— ASSIGNMENT —
Search the records for the string "after". Copy each line where it occurs.

Segment Start: ENTRIES PROVIDED

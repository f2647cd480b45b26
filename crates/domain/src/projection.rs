use crate::{
    anniversary::AnchorDate,
    date::{add_months, months_between},
    lunar::{lunar_to_solar, solar_to_lunar, LunarDate},
    shared::recurrence::RepeatPattern,
};
use chrono::{Duration, NaiveDate};
use serde::{Deserialize, Serialize};

/// Hard iteration limits for the lunar searches. Lunar month lengths and
/// leap months are irregular, so finding the next occurrence of a lunar
/// anchor means trying candidates one by one, and these bounds guarantee
/// the search terminates for anchors that rarely or never occur (a leap
/// month anchor, the 30th of a month that is usually short).
#[derive(Debug, Clone, Copy, PartialEq, Eq, Serialize, Deserialize)]
pub struct ProjectionHorizon {
    /// Lunar years tried for a yearly lunar anniversary
    pub lunar_years: u32,
    /// Lunar months tried for a monthly lunar anniversary
    pub lunar_months: u32,
    /// Periods tried for a half yearly or quarterly lunar anniversary
    pub lunar_periods: u32,
}

impl Default for ProjectionHorizon {
    fn default() -> Self {
        Self {
            lunar_years: 10,
            lunar_months: 24,
            lunar_periods: 50,
        }
    }
}

/// Outcome of looking for the next occurrence of an anniversary
#[derive(Debug, Clone, Copy, PartialEq, Eq)]
pub enum Projection {
    Occurrence(NaiveDate),
    /// A non repeating anniversary whose single occurrence is before the
    /// reference date
    Ended,
    /// The lunar anchor names a day the lunar calendar does not have
    UnresolvableAnchor,
    /// The search gave up after the configured horizon
    HorizonExceeded,
}

impl Projection {
    pub fn occurrence(&self) -> Option<NaiveDate> {
        match self {
            Self::Occurrence(date) => Some(*date),
            _ => None,
        }
    }
}

/// Finds the first occurrence of `anchor` repeating by `pattern` that falls
/// on or after `reference`. Occurrences never precede the anchor itself.
pub fn project(
    anchor: &AnchorDate,
    pattern: RepeatPattern,
    reference: NaiveDate,
    horizon: &ProjectionHorizon,
) -> Projection {
    match (pattern, anchor) {
        (RepeatPattern::None, AnchorDate::Gregorian(date)) => single(*date, reference),
        (RepeatPattern::None, AnchorDate::Lunar(lunar)) => match lunar.to_solar() {
            Some(date) => single(date, reference),
            None => Projection::UnresolvableAnchor,
        },
        (RepeatPattern::Yearly, AnchorDate::Gregorian(date)) => {
            found(next_by_months(*date, 12, reference))
        }
        (RepeatPattern::HalfYearly, AnchorDate::Gregorian(date)) => {
            found(next_by_months(*date, 6, reference))
        }
        (RepeatPattern::Quarterly, AnchorDate::Gregorian(date)) => {
            found(next_by_months(*date, 3, reference))
        }
        (RepeatPattern::Monthly, AnchorDate::Gregorian(date)) => {
            found(next_by_months(*date, 1, reference))
        }
        (RepeatPattern::Weekly, AnchorDate::Gregorian(date)) => {
            found(next_by_days(*date, 7, reference))
        }
        (RepeatPattern::Daily, AnchorDate::Gregorian(date)) => {
            found(next_by_days(*date, 1, reference))
        }
        (RepeatPattern::Yearly, AnchorDate::Lunar(lunar)) => {
            lunar_yearly(lunar, reference, horizon.lunar_years)
        }
        (RepeatPattern::Monthly, AnchorDate::Lunar(lunar)) => {
            lunar_monthly(lunar, reference, horizon.lunar_months)
        }
        (RepeatPattern::HalfYearly, AnchorDate::Lunar(lunar)) => {
            lunar_interval(lunar, 6, reference, horizon.lunar_periods)
        }
        (RepeatPattern::Quarterly, AnchorDate::Lunar(lunar)) => {
            lunar_interval(lunar, 3, reference, horizon.lunar_periods)
        }
        // Weeks and days are the same length in both calendars
        (RepeatPattern::Weekly, AnchorDate::Lunar(lunar)) => match lunar.to_solar() {
            Some(date) => found(next_by_days(date, 7, reference)),
            None => Projection::UnresolvableAnchor,
        },
        (RepeatPattern::Daily, AnchorDate::Lunar(lunar)) => match lunar.to_solar() {
            Some(date) => found(next_by_days(date, 1, reference)),
            None => Projection::UnresolvableAnchor,
        },
    }
}

fn single(date: NaiveDate, reference: NaiveDate) -> Projection {
    if date >= reference {
        Projection::Occurrence(date)
    } else {
        Projection::Ended
    }
}

fn found(date: Option<NaiveDate>) -> Projection {
    match date {
        Some(date) => Projection::Occurrence(date),
        None => Projection::HorizonExceeded,
    }
}

/// Jumps straight to the period containing `reference` instead of stepping
/// from the anchor one period at a time. Every candidate is computed from
/// the anchor, so a 31st anchored monthly anniversary is back on the 31st
/// after passing through shorter months.
fn next_by_months(anchor: NaiveDate, step: u32, reference: NaiveDate) -> Option<NaiveDate> {
    if anchor >= reference {
        return Some(anchor);
    }
    let step = step as i32;
    let mut period = months_between(anchor, reference) / step;
    loop {
        let candidate = add_months(anchor, period * step)?;
        if candidate >= reference {
            return Some(candidate);
        }
        period += 1;
    }
}

fn next_by_days(anchor: NaiveDate, step: i64, reference: NaiveDate) -> Option<NaiveDate> {
    if anchor >= reference {
        return Some(anchor);
    }
    let elapsed = (reference - anchor).num_days();
    let periods = (elapsed + step - 1) / step;
    anchor.checked_add_signed(Duration::days(periods * step))
}

fn lunar_yearly(anchor: &LunarDate, reference: NaiveDate, horizon: u32) -> Projection {
    let start_year = solar_to_lunar(reference).map_or(anchor.year, |r| r.year.max(anchor.year));

    for year in (start_year..).take(horizon as usize) {
        if let Some(date) = lunar_to_solar(year, anchor.month, anchor.day, anchor.is_leap) {
            if date >= reference {
                return Projection::Occurrence(date);
            }
        }
    }
    Projection::HorizonExceeded
}

/// Walks the lunar months in calendar order, leap months included
fn lunar_monthly(anchor: &LunarDate, reference: NaiveDate, horizon: u32) -> Projection {
    let mut month = match solar_to_lunar(reference) {
        Some(r) => r.lunar_month().max(anchor.lunar_month()),
        None => anchor.lunar_month(),
    };

    for _ in 0..horizon {
        if let Some(date) = lunar_to_solar(month.year, month.month, anchor.day, month.is_leap) {
            if date >= reference {
                return Projection::Occurrence(date);
            }
        }
        month = month.next();
    }
    Projection::HorizonExceeded
}

/// Steps `step` numbered lunar months at a time from the anchor. Only the
/// anchor's own occurrence can be a leap month, the numbered months after
/// it are regular months.
fn lunar_interval(anchor: &LunarDate, step: u32, reference: NaiveDate, horizon: u32) -> Projection {
    let step = step as i32;
    let anchor_index = anchor.year * 12 + anchor.month as i32 - 1;
    let first_period = match solar_to_lunar(reference) {
        Some(r) => ((r.year * 12 + r.month as i32 - 1 - anchor_index) / step).max(0),
        None => 0,
    };

    for period in (first_period..).take(horizon as usize) {
        let index = anchor_index + period * step;
        let year = index.div_euclid(12);
        let month = index.rem_euclid(12) as u32 + 1;
        let is_leap = period == 0 && anchor.is_leap;
        if let Some(date) = lunar_to_solar(year, month, anchor.day, is_leap) {
            if date >= reference {
                return Projection::Occurrence(date);
            }
        }
    }
    Projection::HorizonExceeded
}
use chrono::{Datelike, NaiveDate};

pub fn is_leap_year(year: i32) -> bool {
    year % 400 == 0 || (year % 100 != 0 && year % 4 == 0)
}

// month: January -> 1
pub fn get_month_length(year: i32, month: u32) -> u32 {
    match month {
        1 | 3 | 5 | 7 | 8 | 10 | 12 => 31,
        4 | 6 | 9 | 11 => 30,
        2 => {
            if is_leap_year(year) {
                29
            } else {
                28
            }
        }
        _ => 0,
    }
}

/// Moves `date` by a whole number of months, keeping its day of month
/// where the target month has it and falling back to the last day of
/// the target month otherwise (Jan 31 + 1 month -> Feb 28/29).
pub fn add_months(date: NaiveDate, months: i32) -> Option<NaiveDate> {
    let month_index = date.year() * 12 + date.month0() as i32 + months;
    let year = month_index.div_euclid(12);
    let month = month_index.rem_euclid(12) as u32 + 1;
    let day = date.day().min(get_month_length(year, month));
    NaiveDate::from_ymd_opt(year, month, day)
}

/// Number of whole calendar months from `from` to `to`, ignoring days
pub fn months_between(from: NaiveDate, to: NaiveDate) -> i32 {
    (to.year() - from.year()) * 12 + to.month() as i32 - from.month() as i32
}

#[cfg(test)]
mod test {
    use super::*;

    fn date(y: i32, m: u32, d: u32) -> NaiveDate {
        NaiveDate::from_ymd_opt(y, m, d).expect("Valid date")
    }

    #[test]
    fn it_knows_leap_years() {
        assert!(is_leap_year(2024));
        assert!(is_leap_year(2000));
        assert!(!is_leap_year(1900));
        assert!(!is_leap_year(2025));
    }

    #[test]
    fn it_knows_month_lengths() {
        assert_eq!(get_month_length(2024, 2), 29);
        assert_eq!(get_month_length(2025, 2), 28);
        assert_eq!(get_month_length(2025, 4), 30);
        assert_eq!(get_month_length(2025, 12), 31);
        assert_eq!(get_month_length(2025, 13), 0);
    }

    #[test]
    fn add_months_clamps_to_the_end_of_shorter_months() {
        assert_eq!(add_months(date(2025, 1, 31), 1), Some(date(2025, 2, 28)));
        assert_eq!(add_months(date(2024, 1, 31), 1), Some(date(2024, 2, 29)));
        assert_eq!(add_months(date(2025, 1, 31), 3), Some(date(2025, 4, 30)));
        assert_eq!(add_months(date(2024, 2, 29), 12), Some(date(2025, 2, 28)));
        assert_eq!(add_months(date(2025, 11, 15), 2), Some(date(2026, 1, 15)));
        assert_eq!(add_months(date(2025, 1, 15), -1), Some(date(2024, 12, 15)));
    }

    #[test]
    fn months_between_ignores_days() {
        assert_eq!(months_between(date(2024, 2, 29), date(2025, 6, 1)), 16);
        assert_eq!(months_between(date(2025, 6, 30), date(2025, 6, 1)), 0);
        assert_eq!(months_between(date(2025, 6, 1), date(2025, 3, 1)), -3);
    }
}
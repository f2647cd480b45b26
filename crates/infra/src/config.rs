use anniv_scheduler_domain::{ProjectionHorizon, ReminderAdvancer};
use std::{fmt::Display, str::FromStr, time::Duration};
use tracing::{info, warn};

#[derive(Debug, Clone)]
pub struct Config {
    /// Seconds between two scans for due reminder slots
    pub poll_interval_secs: u64,
    /// Maximum number of slots a single scan claims at once.
    /// A scan keeps claiming until a batch comes back smaller than this.
    pub claim_batch_size: i64,
    /// Search bounds used when projecting lunar anniversaries
    pub projection_horizon: ProjectionHorizon,
    /// How many already passed cycles a slot may skip when it is advanced
    /// before it is considered exhausted
    pub advance_max_cycles: u32,
    /// Where dispatch requests are posted. Dispatches are only logged when
    /// this is not set.
    pub notification_webhook_url: Option<String>,
    /// Shared secret sent along with every dispatch request
    pub notification_webhook_key: String,
    pub notification_timeout: Duration,
}

impl Config {
    pub fn new() -> Self {
        let defaults = ProjectionHorizon::default();
        let projection_horizon = ProjectionHorizon {
            lunar_years: parse_env_or("PROJECTION_LUNAR_YEARLY_HORIZON", defaults.lunar_years)
                .max(1),
            lunar_months: parse_env_or("PROJECTION_LUNAR_MONTHLY_HORIZON", defaults.lunar_months)
                .max(1),
            lunar_periods: parse_env_or("PROJECTION_LUNAR_PERIOD_HORIZON", defaults.lunar_periods)
                .max(1),
        };

        let notification_webhook_url = match std::env::var("NOTIFICATION_WEBHOOK_URL") {
            Ok(url) if !url.trim().is_empty() => Some(url),
            _ => {
                info!(
                    "Did not find NOTIFICATION_WEBHOOK_URL environment variable. Reminder dispatches will only be logged."
                );
                None
            }
        };

        Self {
            poll_interval_secs: parse_env_or("SCANNER_POLL_INTERVAL_SECS", 60).max(1),
            claim_batch_size: parse_env_or("SCANNER_CLAIM_BATCH_SIZE", 100).max(1),
            projection_horizon,
            advance_max_cycles: parse_env_or("ADVANCE_MAX_CYCLES", 8).max(1),
            notification_webhook_url,
            notification_webhook_key: std::env::var("NOTIFICATION_WEBHOOK_KEY").unwrap_or_default(),
            notification_timeout: Duration::from_secs(
                parse_env_or("NOTIFICATION_TIMEOUT_SECS", 10).max(1),
            ),
        }
    }

    pub fn advancer(&self) -> ReminderAdvancer {
        ReminderAdvancer::new(self.projection_horizon, self.advance_max_cycles)
    }
}

impl Default for Config {
    fn default() -> Self {
        Self::new()
    }
}

/// Reads and parses an environment variable, falling back to `default` when
/// it is absent or malformed
fn parse_env_or<T>(key: &str, default: T) -> T
where
    T: FromStr + Display,
{
    match std::env::var(key) {
        Ok(value) => match value.trim().parse::<T>() {
            Ok(value) => value,
            Err(_) => {
                warn!(
                    "The given {}: {} is not valid, falling back to the default: {}.",
                    key, value, default
                );
                default
            }
        },
        Err(_) => default,
    }
}
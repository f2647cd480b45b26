mod anniversary;
mod reminder_rule;
mod reminder_slot;
mod shared;

use anniversary::{IAnniversaryRepo, InMemoryAnniversaryRepo, PostgresAnniversaryRepo};
use reminder_rule::{IReminderRuleRepo, InMemoryReminderRuleRepo, PostgresReminderRuleRepo};
use reminder_slot::{IReminderSlotRepo, InMemoryReminderSlotRepo, PostgresReminderSlotRepo};
use sqlx::postgres::PgPoolOptions;
use std::sync::Arc;
use tracing::info;

pub use reminder_slot::DueSlotClaim;

#[derive(Clone)]
pub struct Repos {
    pub anniversaries: Arc<dyn IAnniversaryRepo>,
    pub reminder_rules: Arc<dyn IReminderRuleRepo>,
    pub reminder_slots: Arc<dyn IReminderSlotRepo>,
}

impl Repos {
    pub async fn create_postgres(connection_string: &str) -> anyhow::Result<Self> {
        info!("DB CHECKING CONNECTION ...");
        let pool = PgPoolOptions::new()
            .max_connections(5)
            .connect(connection_string)
            .await?;
        info!("DB CHECKING CONNECTION ... [done]");
        Ok(Self {
            anniversaries: Arc::new(PostgresAnniversaryRepo::new(pool.clone())),
            reminder_rules: Arc::new(PostgresReminderRuleRepo::new(pool.clone())),
            reminder_slots: Arc::new(PostgresReminderSlotRepo::new(pool)),
        })
    }

    pub fn create_inmemory() -> Self {
        let reminder_rules = Arc::new(InMemoryReminderRuleRepo::new());
        Self {
            anniversaries: Arc::new(InMemoryAnniversaryRepo::new()),
            reminder_slots: Arc::new(InMemoryReminderSlotRepo::new(reminder_rules.clone())),
            reminder_rules,
        }
    }
}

Segment End: ENTRIES PROVIDED

— RESPONSE TO THE TASK —
    /// The search gave up after the configured horizon
/// on or after `reference`. Occurrences never precede the anchor itself.
/// after passing through shorter months.
/// anchor's own occurrence can be a leap month, the numbered months after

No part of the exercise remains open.